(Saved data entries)
------------
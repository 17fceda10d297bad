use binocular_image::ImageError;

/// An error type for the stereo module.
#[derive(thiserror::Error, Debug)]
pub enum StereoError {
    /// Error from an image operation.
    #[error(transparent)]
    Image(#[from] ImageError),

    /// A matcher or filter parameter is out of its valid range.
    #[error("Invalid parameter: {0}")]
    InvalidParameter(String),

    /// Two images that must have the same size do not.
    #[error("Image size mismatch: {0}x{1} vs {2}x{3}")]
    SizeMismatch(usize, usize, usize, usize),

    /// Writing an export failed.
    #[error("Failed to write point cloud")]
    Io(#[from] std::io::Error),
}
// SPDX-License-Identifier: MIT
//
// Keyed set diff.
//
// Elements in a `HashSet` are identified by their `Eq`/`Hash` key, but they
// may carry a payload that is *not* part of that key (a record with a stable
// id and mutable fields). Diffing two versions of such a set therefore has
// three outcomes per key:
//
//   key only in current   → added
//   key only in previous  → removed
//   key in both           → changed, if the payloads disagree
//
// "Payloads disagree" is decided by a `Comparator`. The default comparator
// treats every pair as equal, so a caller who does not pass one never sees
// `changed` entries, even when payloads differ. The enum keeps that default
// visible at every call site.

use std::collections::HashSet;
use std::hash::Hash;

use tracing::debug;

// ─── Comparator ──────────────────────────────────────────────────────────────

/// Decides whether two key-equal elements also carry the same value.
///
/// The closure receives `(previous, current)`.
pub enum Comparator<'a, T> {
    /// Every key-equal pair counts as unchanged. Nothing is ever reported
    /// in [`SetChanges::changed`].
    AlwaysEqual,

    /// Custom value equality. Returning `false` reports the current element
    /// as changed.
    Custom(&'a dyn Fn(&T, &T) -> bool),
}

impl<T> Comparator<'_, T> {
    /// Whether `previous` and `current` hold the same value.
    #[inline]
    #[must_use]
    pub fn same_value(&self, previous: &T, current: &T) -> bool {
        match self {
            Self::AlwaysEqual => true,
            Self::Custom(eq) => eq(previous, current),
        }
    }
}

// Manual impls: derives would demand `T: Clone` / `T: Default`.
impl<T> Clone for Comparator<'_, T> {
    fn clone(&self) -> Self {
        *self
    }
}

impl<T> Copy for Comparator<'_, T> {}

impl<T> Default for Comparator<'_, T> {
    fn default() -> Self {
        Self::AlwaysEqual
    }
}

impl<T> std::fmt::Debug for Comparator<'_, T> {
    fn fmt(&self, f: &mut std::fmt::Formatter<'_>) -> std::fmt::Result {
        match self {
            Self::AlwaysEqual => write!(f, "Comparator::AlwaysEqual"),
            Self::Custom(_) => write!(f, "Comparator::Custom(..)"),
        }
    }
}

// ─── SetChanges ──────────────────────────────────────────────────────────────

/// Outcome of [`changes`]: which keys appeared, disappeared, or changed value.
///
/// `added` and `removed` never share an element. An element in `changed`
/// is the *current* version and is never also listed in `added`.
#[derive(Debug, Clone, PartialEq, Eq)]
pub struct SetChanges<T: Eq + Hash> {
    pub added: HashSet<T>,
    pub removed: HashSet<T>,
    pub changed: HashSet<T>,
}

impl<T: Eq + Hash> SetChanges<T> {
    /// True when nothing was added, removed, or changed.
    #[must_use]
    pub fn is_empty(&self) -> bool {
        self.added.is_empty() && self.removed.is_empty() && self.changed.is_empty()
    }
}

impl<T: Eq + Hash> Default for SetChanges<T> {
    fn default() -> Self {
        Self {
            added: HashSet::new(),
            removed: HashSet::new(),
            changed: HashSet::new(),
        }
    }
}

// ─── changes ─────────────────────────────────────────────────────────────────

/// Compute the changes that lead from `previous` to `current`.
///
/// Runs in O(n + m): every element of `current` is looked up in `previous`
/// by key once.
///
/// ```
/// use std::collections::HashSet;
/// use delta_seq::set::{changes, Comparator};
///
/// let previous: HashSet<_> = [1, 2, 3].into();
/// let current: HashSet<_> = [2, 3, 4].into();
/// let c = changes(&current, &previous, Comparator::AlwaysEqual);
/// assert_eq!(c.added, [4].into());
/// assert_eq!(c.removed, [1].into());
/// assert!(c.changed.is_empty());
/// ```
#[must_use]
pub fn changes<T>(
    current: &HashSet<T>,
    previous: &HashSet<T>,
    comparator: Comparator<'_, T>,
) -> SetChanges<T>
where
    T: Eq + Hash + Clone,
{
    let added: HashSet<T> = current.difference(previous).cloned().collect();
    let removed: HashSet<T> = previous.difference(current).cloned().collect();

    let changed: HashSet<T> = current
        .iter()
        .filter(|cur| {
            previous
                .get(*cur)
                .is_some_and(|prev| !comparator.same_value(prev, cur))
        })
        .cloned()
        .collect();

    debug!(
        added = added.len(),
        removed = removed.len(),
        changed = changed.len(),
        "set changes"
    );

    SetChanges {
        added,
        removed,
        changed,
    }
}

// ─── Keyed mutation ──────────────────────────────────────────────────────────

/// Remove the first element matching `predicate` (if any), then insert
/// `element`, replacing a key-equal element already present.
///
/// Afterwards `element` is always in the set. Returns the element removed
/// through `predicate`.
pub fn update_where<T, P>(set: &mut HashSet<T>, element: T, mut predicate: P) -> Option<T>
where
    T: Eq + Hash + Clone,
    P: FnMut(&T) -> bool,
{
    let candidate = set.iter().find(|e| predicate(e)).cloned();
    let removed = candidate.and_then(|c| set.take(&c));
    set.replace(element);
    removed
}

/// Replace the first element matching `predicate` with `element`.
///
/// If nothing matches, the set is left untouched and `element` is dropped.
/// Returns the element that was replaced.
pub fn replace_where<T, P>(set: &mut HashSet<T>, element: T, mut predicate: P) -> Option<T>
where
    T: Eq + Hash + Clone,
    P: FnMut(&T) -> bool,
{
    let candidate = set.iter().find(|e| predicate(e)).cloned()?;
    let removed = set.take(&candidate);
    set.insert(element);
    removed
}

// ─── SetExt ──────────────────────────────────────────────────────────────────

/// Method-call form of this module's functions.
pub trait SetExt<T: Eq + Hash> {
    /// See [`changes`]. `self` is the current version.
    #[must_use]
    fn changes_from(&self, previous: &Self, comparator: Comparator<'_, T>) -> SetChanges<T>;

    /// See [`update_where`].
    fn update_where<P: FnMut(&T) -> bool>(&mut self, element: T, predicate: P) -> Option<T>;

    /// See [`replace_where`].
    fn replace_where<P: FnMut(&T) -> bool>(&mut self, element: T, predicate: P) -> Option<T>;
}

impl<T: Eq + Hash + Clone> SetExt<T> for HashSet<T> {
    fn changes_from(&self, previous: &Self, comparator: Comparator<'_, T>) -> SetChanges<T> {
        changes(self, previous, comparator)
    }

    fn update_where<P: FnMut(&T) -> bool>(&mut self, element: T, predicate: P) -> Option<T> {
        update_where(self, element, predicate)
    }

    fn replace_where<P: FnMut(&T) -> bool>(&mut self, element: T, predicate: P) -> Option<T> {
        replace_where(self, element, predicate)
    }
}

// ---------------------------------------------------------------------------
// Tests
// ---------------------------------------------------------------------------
------------
* _ASSIGNMENT_:
Each line above with the word "module" must be returned.

* _YOUR RESPONSE_:
/// An error type for the stereo module.
/// Method-call form of this module's functions.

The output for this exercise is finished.